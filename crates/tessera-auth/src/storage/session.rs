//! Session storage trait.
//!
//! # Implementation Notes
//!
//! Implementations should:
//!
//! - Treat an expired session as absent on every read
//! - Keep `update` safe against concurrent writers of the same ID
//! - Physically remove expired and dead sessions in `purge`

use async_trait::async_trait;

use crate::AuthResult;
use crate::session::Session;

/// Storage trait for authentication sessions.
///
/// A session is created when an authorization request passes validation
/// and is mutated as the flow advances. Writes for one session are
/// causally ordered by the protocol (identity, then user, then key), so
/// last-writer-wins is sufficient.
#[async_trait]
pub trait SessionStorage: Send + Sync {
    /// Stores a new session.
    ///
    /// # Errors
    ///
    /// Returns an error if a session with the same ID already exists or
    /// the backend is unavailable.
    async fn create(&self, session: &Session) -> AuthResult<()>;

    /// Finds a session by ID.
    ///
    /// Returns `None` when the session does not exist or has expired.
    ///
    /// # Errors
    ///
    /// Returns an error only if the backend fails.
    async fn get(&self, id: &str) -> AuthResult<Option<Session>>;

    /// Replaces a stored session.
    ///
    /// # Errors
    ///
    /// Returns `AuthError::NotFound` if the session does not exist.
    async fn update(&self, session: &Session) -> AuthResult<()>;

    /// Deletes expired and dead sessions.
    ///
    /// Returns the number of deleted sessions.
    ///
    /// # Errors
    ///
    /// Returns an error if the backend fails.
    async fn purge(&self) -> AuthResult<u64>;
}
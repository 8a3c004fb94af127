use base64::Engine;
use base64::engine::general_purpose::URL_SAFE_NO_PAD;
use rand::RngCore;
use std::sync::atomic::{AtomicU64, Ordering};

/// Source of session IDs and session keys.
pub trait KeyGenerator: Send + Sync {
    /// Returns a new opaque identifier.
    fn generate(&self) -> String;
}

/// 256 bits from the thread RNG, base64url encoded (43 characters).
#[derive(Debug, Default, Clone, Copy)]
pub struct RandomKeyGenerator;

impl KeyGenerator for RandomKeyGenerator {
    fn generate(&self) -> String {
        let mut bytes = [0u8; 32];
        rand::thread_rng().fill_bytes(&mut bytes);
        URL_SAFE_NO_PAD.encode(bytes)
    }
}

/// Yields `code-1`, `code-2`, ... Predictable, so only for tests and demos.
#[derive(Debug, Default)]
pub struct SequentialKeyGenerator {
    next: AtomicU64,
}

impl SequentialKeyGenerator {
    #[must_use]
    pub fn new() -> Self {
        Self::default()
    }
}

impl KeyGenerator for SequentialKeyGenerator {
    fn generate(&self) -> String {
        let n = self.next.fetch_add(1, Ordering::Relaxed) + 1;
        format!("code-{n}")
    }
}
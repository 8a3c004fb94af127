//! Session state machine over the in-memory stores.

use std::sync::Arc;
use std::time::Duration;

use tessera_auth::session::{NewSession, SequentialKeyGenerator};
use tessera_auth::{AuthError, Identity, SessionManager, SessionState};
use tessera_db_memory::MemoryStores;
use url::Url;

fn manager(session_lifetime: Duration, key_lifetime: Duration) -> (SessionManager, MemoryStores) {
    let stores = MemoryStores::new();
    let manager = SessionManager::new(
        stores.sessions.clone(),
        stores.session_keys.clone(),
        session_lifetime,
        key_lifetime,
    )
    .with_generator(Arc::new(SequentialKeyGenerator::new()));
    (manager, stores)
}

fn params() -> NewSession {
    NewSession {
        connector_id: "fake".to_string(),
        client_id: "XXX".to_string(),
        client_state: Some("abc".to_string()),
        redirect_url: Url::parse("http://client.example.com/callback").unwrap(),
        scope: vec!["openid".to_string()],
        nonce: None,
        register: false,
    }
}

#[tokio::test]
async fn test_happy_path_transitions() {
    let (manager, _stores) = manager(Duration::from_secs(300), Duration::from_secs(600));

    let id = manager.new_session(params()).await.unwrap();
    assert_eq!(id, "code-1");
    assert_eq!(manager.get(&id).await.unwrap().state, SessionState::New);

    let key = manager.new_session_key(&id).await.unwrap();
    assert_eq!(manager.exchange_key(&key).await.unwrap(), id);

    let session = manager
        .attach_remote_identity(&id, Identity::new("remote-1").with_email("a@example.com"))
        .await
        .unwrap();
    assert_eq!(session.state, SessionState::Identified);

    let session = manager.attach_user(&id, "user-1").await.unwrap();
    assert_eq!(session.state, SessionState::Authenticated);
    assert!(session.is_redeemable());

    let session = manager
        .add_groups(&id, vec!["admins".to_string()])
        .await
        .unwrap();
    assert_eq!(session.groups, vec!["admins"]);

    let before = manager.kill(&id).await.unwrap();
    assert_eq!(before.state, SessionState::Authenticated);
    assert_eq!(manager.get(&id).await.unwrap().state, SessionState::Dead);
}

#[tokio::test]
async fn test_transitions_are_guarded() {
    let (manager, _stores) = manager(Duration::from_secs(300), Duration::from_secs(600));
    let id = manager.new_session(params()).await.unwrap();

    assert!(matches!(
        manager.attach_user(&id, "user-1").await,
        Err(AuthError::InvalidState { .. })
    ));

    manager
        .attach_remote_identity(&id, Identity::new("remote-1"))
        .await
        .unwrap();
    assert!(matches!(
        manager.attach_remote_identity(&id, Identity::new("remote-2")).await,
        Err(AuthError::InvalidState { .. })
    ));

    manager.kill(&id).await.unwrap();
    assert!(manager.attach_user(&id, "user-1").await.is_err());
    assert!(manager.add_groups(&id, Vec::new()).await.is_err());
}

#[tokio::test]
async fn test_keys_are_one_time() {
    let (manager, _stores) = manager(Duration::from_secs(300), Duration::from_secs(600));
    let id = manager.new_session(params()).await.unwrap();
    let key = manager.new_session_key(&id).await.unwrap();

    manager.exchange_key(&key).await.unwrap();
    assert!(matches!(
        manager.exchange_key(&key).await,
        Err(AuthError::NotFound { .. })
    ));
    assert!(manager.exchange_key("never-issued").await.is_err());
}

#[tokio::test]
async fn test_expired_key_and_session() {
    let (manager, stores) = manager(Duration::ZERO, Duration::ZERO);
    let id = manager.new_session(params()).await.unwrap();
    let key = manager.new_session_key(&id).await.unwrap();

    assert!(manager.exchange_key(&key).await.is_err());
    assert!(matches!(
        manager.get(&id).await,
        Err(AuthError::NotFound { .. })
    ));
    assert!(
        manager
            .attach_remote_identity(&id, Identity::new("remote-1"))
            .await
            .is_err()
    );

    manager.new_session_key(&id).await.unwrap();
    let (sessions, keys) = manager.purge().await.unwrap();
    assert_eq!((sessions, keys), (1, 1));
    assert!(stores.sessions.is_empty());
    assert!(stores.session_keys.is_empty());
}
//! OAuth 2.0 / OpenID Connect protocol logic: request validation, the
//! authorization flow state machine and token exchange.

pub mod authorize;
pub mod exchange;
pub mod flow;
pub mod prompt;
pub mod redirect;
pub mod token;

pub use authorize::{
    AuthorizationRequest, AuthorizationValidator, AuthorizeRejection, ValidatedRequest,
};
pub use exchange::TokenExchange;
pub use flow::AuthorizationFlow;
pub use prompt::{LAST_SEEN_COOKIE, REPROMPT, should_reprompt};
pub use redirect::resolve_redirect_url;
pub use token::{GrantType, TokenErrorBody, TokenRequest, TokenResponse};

_ _ _ _ _

Restate every line of the data word for word.

▶ **ANSWER FOR THE TASK**:
filename crates/tessera-auth/src/storage/session.rs
//! Session storage trait.
//!
//! # Implementation Notes
//!
//! Implementations should:
//!
//! - Treat an expired session as absent on every read
//! - Keep `update` safe against concurrent writers of the same ID
//! - Physically remove expired and dead sessions in `purge`

use async_trait::async_trait;

use crate::AuthResult;
use crate::session::Session;

/// Storage trait for authentication sessions.
///
/// A session is created when an authorization request passes validation
/// and is mutated as the flow advances. Writes for one session are
/// causally ordered by the protocol (identity, then user, then key), so
/// last-writer-wins is sufficient.
#[async_trait]
pub trait SessionStorage: Send + Sync {
    /// Stores a new session.
    ///
    /// # Errors
    ///
    /// Returns an error if a session with the same ID already exists or
    /// the backend is unavailable.
    async fn create(&self, session: &Session) -> AuthResult<()>;

    /// Finds a session by ID.
    ///
    /// Returns `None` when the session does not exist or has expired.
    ///
    /// # Errors
    ///
    /// Returns an error only if the backend fails.
    async fn get(&self, id: &str) -> AuthResult<Option<Session>>;

    /// Replaces a stored session.
    ///
    /// # Errors
    ///
    /// Returns `AuthError::NotFound` if the session does not exist.
    async fn update(&self, session: &Session) -> AuthResult<()>;

    /// Deletes expired and dead sessions.
    ///
    /// Returns the number of deleted sessions.
    ///
    /// # Errors
    ///
    /// Returns an error if the backend fails.
    async fn purge(&self) -> AuthResult<u64>;
}
repository 8a3c004fb94af127
use base64::Engine;
use base64::engine::general_purpose::URL_SAFE_NO_PAD;
use rand::RngCore;
use std::sync::atomic::{AtomicU64, Ordering};

/// Source of session IDs and session keys.
pub trait KeyGenerator: Send + Sync {
    /// Returns a new opaque identifier.
    fn generate(&self) -> String;
}

/// 256 bits from the thread RNG, base64url encoded (43 characters).
#[derive(Debug, Default, Clone, Copy)]
pub struct RandomKeyGenerator;

impl KeyGenerator for RandomKeyGenerator {
    fn generate(&self) -> String {
        let mut bytes = [0u8; 32];
        rand::thread_rng().fill_bytes(&mut bytes);
        URL_SAFE_NO_PAD.encode(bytes)
    }
}

/// Yields `code-1`, `code-2`, ... Predictable, so only for tests and demos.
#[derive(Debug, Default)]
pub struct SequentialKeyGenerator {
    next: AtomicU64,
}

impl SequentialKeyGenerator {
    #[must_use]
    pub fn new() -> Self {
        Self::default()
    }
}

impl KeyGenerator for SequentialKeyGenerator {
    fn generate(&self) -> String {
        let n = self.next.fetch_add(1, Ordering::Relaxed) + 1;
        format!("code-{n}")
    }
}
repository 8a3c004fb94af127
//! Session state machine over the in-memory stores.

use std::sync::Arc;
use std::time::Duration;

use tessera_auth::session::{NewSession, SequentialKeyGenerator};
use tessera_auth::{AuthError, Identity, SessionManager, SessionState};
use tessera_db_memory::MemoryStores;
use url::Url;

fn manager(session_lifetime: Duration, key_lifetime: Duration) -> (SessionManager, MemoryStores) {
    let stores = MemoryStores::new();
    let manager = SessionManager::new(
        stores.sessions.clone(),
        stores.session_keys.clone(),
        session_lifetime,
        key_lifetime,
    )
    .with_generator(Arc::new(SequentialKeyGenerator::new()));
    (manager, stores)
}

fn params() -> NewSession {
    NewSession {
        connector_id: "fake".to_string(),
        client_id: "XXX".to_string(),
        client_state: Some("abc".to_string()),
        redirect_url: Url::parse("http://client.example.com/callback").unwrap(),
        scope: vec!["openid".to_string()],
        nonce: None,
        register: false,
    }
}

#[tokio::test]
async fn test_happy_path_transitions() {
    let (manager, _stores) = manager(Duration::from_secs(300), Duration::from_secs(600));

    let id = manager.new_session(params()).await.unwrap();
    assert_eq!(id, "code-1");
    assert_eq!(manager.get(&id).await.unwrap().state, SessionState::New);

    let key = manager.new_session_key(&id).await.unwrap();
    assert_eq!(manager.exchange_key(&key).await.unwrap(), id);

    let session = manager
        .attach_remote_identity(&id, Identity::new("remote-1").with_email("a@example.com"))
        .await
        .unwrap();
    assert_eq!(session.state, SessionState::Identified);

    let session = manager.attach_user(&id, "user-1").await.unwrap();
    assert_eq!(session.state, SessionState::Authenticated);
    assert!(session.is_redeemable());

    let session = manager
        .add_groups(&id, vec!["admins".to_string()])
        .await
        .unwrap();
    assert_eq!(session.groups, vec!["admins"]);

    let before = manager.kill(&id).await.unwrap();
    assert_eq!(before.state, SessionState::Authenticated);
    assert_eq!(manager.get(&id).await.unwrap().state, SessionState::Dead);
}

#[tokio::test]
async fn test_transitions_are_guarded() {
    let (manager, _stores) = manager(Duration::from_secs(300), Duration::from_secs(600));
    let id = manager.new_session(params()).await.unwrap();

    assert!(matches!(
        manager.attach_user(&id, "user-1").await,
        Err(AuthError::InvalidState { .. })
    ));

    manager
        .attach_remote_identity(&id, Identity::new("remote-1"))
        .await
        .unwrap();
    assert!(matches!(
        manager.attach_remote_identity(&id, Identity::new("remote-2")).await,
        Err(AuthError::InvalidState { .. })
    ));

    manager.kill(&id).await.unwrap();
    assert!(manager.attach_user(&id, "user-1").await.is_err());
    assert!(manager.add_groups(&id, Vec::new()).await.is_err());
}

#[tokio::test]
async fn test_keys_are_one_time() {
    let (manager, _stores) = manager(Duration::from_secs(300), Duration::from_secs(600));
    let id = manager.new_session(params()).await.unwrap();
    let key = manager.new_session_key(&id).await.unwrap();

    manager.exchange_key(&key).await.unwrap();
    assert!(matches!(
        manager.exchange_key(&key).await,
        Err(AuthError::NotFound { .. })
    ));
    assert!(manager.exchange_key("never-issued").await.is_err());
}

#[tokio::test]
async fn test_expired_key_and_session() {
    let (manager, stores) = manager(Duration::ZERO, Duration::ZERO);
    let id = manager.new_session(params()).await.unwrap();
    let key = manager.new_session_key(&id).await.unwrap();

    assert!(manager.exchange_key(&key).await.is_err());
    assert!(matches!(
        manager.get(&id).await,
        Err(AuthError::NotFound { .. })
    ));
    assert!(
        manager
            .attach_remote_identity(&id, Identity::new("remote-1"))
            .await
            .is_err()
    );

    manager.new_session_key(&id).await.unwrap();
    let (sessions, keys) = manager.purge().await.unwrap();
    assert_eq!((sessions, keys), (1, 1));
    assert!(stores.sessions.is_empty());
    assert!(stores.session_keys.is_empty());
}
//! OAuth 2.0 / OpenID Connect protocol logic: request validation, the
//! authorization flow state machine and token exchange.

pub mod authorize;
pub mod exchange;
pub mod flow;
pub mod prompt;
pub mod redirect;
pub mod token;

pub use authorize::{
    AuthorizationRequest, AuthorizationValidator, AuthorizeRejection, ValidatedRequest,
};
pub use exchange::TokenExchange;
pub use flow::AuthorizationFlow;
pub use prompt::{LAST_SEEN_COOKIE, REPROMPT, should_reprompt};
pub use redirect::resolve_redirect_url;
pub use token::{GrantType, TokenErrorBody, TokenRequest, TokenResponse};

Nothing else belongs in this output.